I left in 2017 to join a crypto payments company as chief communications officer – just in time for the great Crypto Winter. My CEO at the time said my entry into crypto was a bear market signal. With him, I worked on much more than just comms. I led internal builds of blockchain and gaming apps. I built a sports app, which is still live on the Apple and Play stores (200,000+ downloads and counting). It’s been a massive learning curve, learning not just about crypto and technology applications, but about designing product and marketing those products. It really broadened my skillset.
But I’m a storyteller at heart.
2. What drew you to partner with Honner?
Philippa Honner was representing State Street Global Advisors when I was at Bloomberg in Sydney. I used to harass her for fund managers to interview. The way she went about her business as a media relations practitioner really made an impression on me. Simple things like calling journalists back. Being honest in managing expectations – and then delivering for the journalist and the client on those expectations. The simple things I put into practice today I learned 20 years ago from Philippa. Fundamental values. I imagine those values permeate the organisation she’s built. I want to be a part of that.
3. What are some of the big industry or communications trends you’re seeing in Asia?
Probably no surprise, but AI. This thing is fundamentally changing the way humans view and harness information, and our industry is no different. It can make life tougher for a consultant in an already competitive industry – but it forces you to focus harder on articulating what you’re really good at and not try to be too many things to different people. But in AI, there are also extraordinary benefits for communicators, which is something I’m trying to convince my peers of constantly.
4. How are financial firms in Asia getting their messages across – in ways that might surprise people?

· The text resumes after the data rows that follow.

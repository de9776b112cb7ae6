//! Single-value broadcast channel.
//!
//! [`Observable<T>`] is a cloneable handle to shared, single-threaded
//! listener state (`Rc<RefCell<..>>`). Listeners are identified by the
//! [`ListenerId`] returned at registration and may be tagged with an
//! [`OriginToken`]; `notify_all` skips listeners tagged with the token of the
//! notification's origin. Two observables can be [linked](Observable::link)
//! so a value raised on either side reaches the listeners of both, without
//! bouncing back.
//!
//! # Re-entrancy
//!
//! Callbacks are snapshotted before delivery, so a callback may listen,
//! stop listening or notify again; such changes apply to the next
//! notification. A cycle of links (A-B-C-A) forwards forever and must be
//! avoided by callers.

use std::{
    cell::RefCell,
    fmt,
    rc::{Rc, Weak},
    sync::atomic::{AtomicU64, Ordering},
};

mod registry;

pub use registry::ObservableRegistry;

static NEXT_TOKEN: AtomicU64 = AtomicU64::new(1);

/// Identity of a notification source.
#[derive(Debug, Clone, Copy, PartialEq, Eq, Hash)]
pub struct OriginToken(u64);

impl OriginToken {
    /// Allocate a fresh, process-unique token.
    pub fn new() -> Self {
        OriginToken(NEXT_TOKEN.fetch_add(1, Ordering::Relaxed))
    }
}

impl Default for OriginToken {
    fn default() -> Self {
        Self::new()
    }
}

/// Handle returned by [`Observable::listen`], used to unregister.
#[derive(Debug, Clone, Copy, PartialEq, Eq, Hash)]
pub struct ListenerId(u64);

type Callback<T> = Rc<dyn Fn(&T)>;

struct Listener<T> {
    id: ListenerId,
    origin: Option<OriginToken>,
    callback: Callback<T>,
}

struct Link<T> {
    peer: OriginToken,
    local: ListenerId,
    remote: ListenerId,
    peer_inner: Weak<RefCell<Inner<T>>>,
}

struct Inner<T> {
    token: OriginToken,
    next_id: u64,
    listeners: Vec<Listener<T>>,
    links: Vec<Link<T>>,
}

impl<T> Inner<T> {
    fn add(&mut self, origin: Option<OriginToken>, callback: Callback<T>) -> ListenerId {
        let id = ListenerId(self.next_id);
        self.next_id += 1;
        self.listeners.push(Listener {
            id,
            origin,
            callback,
        });
        id
    }

    fn remove(&mut self, id: ListenerId) -> bool {
        let before = self.listeners.len();
        self.listeners.retain(|l| l.id != id);
        self.listeners.len() != before
    }
}

/// Shared publish/subscribe channel for values of type `T`.
///
/// Cloning creates a new handle to the **same** listener set.
pub struct Observable<T> {
    inner: Rc<RefCell<Inner<T>>>,
}

impl<T> Clone for Observable<T> {
    fn clone(&self) -> Self {
        Self {
            inner: Rc::clone(&self.inner),
        }
    }
}

impl<T> fmt::Debug for Observable<T> {
    fn fmt(&self, f: &mut fmt::Formatter<'_>) -> fmt::Result {
        let inner = self.inner.borrow();
        f.debug_struct("Observable")
            .field("token", &inner.token)
            .field("listeners", &inner.listeners.len())
            .field("links", &inner.links.len())
            .finish()
    }
}

impl<T: 'static> Default for Observable<T> {
    fn default() -> Self {
        Self::new()
    }
}

impl<T: 'static> Observable<T> {
    pub fn new() -> Self {
        Self {
            inner: Rc::new(RefCell::new(Inner {
                token: OriginToken::new(),
                next_id: 0,
                listeners: Vec::new(),
                links: Vec::new(),
            })),
        }
    }

    /// Token identifying this observable as a notification origin.
    pub fn token(&self) -> OriginToken {
        self.inner.borrow().token
    }

    /// Register a callback for every notification.
    pub fn listen(&self, callback: impl Fn(&T) + 'static) -> ListenerId {
        self.inner.borrow_mut().add(None, Rc::new(callback))
    }

    /// Register a callback that is skipped for notifications raised by `origin`.
    pub fn listen_from(&self, origin: OriginToken, callback: impl Fn(&T) + 'static) -> ListenerId {
        self.inner.borrow_mut().add(Some(origin), Rc::new(callback))
    }

    /// Unregister a callback. Returns `false` if it was not registered.
    pub fn stop_listen(&self, id: ListenerId) -> bool {
        self.inner.borrow_mut().remove(id)
    }

    /// Deliver `value` to every listener not tagged with `origin`.
    pub fn notify_all(&self, value: &T, origin: Option<OriginToken>) {
        let callbacks: Vec<Callback<T>> = self
            .inner
            .borrow()
            .listeners
            .iter()
            .filter(|l| origin.is_none() || l.origin != origin)
            .map(|l| Rc::clone(&l.callback))
            .collect();

        for callback in callbacks {
            callback(value);
        }
    }

    pub fn listener_count(&self) -> usize {
        self.inner.borrow().listeners.len()
    }

    pub fn has_listeners(&self) -> bool {
        !self.inner.borrow().listeners.is_empty()
    }

    /// Whether both handles point to the same observable.
    pub fn ptr_eq(&self, other: &Observable<T>) -> bool {
        Rc::ptr_eq(&self.inner, &other.inner)
    }

    /// Forward notifications in both directions between `self` and `other`.
    ///
    /// Each forwarder is tagged with the peer's token and re-raises with its
    /// own token, so a forwarded value is never sent back to where it came
    /// from. Linking an already linked pair, or an observable to itself, does
    /// nothing.
    pub fn link(&self, other: &Observable<T>) {
        if self.ptr_eq(other) || self.is_linked(other) {
            return;
        }

        let self_token = self.token();
        let other_token = other.token();

        let to_other = Rc::downgrade(&other.inner);
        let local = self.listen_from(other_token, move |value| {
            if let Some(inner) = to_other.upgrade() {
                Observable { inner }.notify_all(value, Some(self_token));
            }
        });

        let to_self = Rc::downgrade(&self.inner);
        let remote = other.listen_from(self_token, move |value| {
            if let Some(inner) = to_self.upgrade() {
                Observable { inner }.notify_all(value, Some(other_token));
            }
        });

        self.inner.borrow_mut().links.push(Link {
            peer: other_token,
            local,
            remote,
            peer_inner: Rc::downgrade(&other.inner),
        });
        other.inner.borrow_mut().links.push(Link {
            peer: self_token,
            local: remote,
            remote: local,
            peer_inner: Rc::downgrade(&self.inner),
        });
        trace!("linked observables {self_token:?} <-> {other_token:?}");
    }

    pub fn is_linked(&self, other: &Observable<T>) -> bool {
        let other_token = other.token();
        self.inner.borrow().links.iter().any(|l| l.peer == other_token)
    }

    /// Remove exactly the forwarders created by [`link`](Self::link).
    ///
    /// Works from either side of the link. Returns `false` when the two
    /// observables were not linked.
    pub fn unlink(&self, other: &Observable<T>) -> bool {
        let other_token = other.token();
        let link = {
            let mut inner = self.inner.borrow_mut();
            let Some(pos) = inner.links.iter().position(|l| l.peer == other_token) else {
                return false;
            };
            inner.links.remove(pos)
        };

        self.inner.borrow_mut().remove(link.local);
        Self::detach_peer(&link, self.token());
        true
    }

    /// Drop the peer's forwarder and its record of a link to `token`.
    fn detach_peer(link: &Link<T>, token: OriginToken) {
        if let Some(peer_inner) = link.peer_inner.upgrade() {
            let mut peer = peer_inner.borrow_mut();
            peer.remove(link.remote);
            peer.links.retain(|l| l.peer != token);
        }
    }

    /// Drop every listener and undo every link on both sides.
    pub fn clear(&self) {
        let token = self.token();
        let links = {
            let mut inner = self.inner.borrow_mut();
            inner.listeners.clear();
            std::mem::take(&mut inner.links)
        };
        for link in &links {
            Self::detach_peer(link, token);
        }
    }
}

Traditional media remains important – especially tier-one business outlets – but what’s becoming increasingly powerful is the blend of digital channels with more localised platforms. In markets like China and Hong Kong, you have WeChat, Douyin and Xiaohongshu. In Japan and some countries in Southeast Asia, you have Line. LinkedIn is still a critical channel for professional engagement. Short-form video platforms like TikTok are playing a growing role in shaping perceptions. I know one LinkedIn Top Voice in Singapore who is an ex-banker with a huge audience on LinkedIn and TikTok.
So the means for articulating a message are many and varied. For investment firms in particular, the key is not simply choosing a channel but tailoring the message to the cultural and regulatory environment of each market. What resonates in Hong Kong might not translate in Jakarta or Seoul. The firms that succeed are the ones investing in multi-channel, multi-market strategies that balance credibility with creativity.
Outside of work, what keeps you busy?
I play bass and I have a band… We have an album on Spotify. It’s folk rock and mostly amusing lamentations about mid-life angst. We have very realistic expectations over the limits of our talent. Beyond that, being an engaged father to my primary-school aged son and daughter, and supportive husband to a wife who is also in comms. We talk a lot about comms at home. The kids find it boring, but hey, we actually enjoy what we do.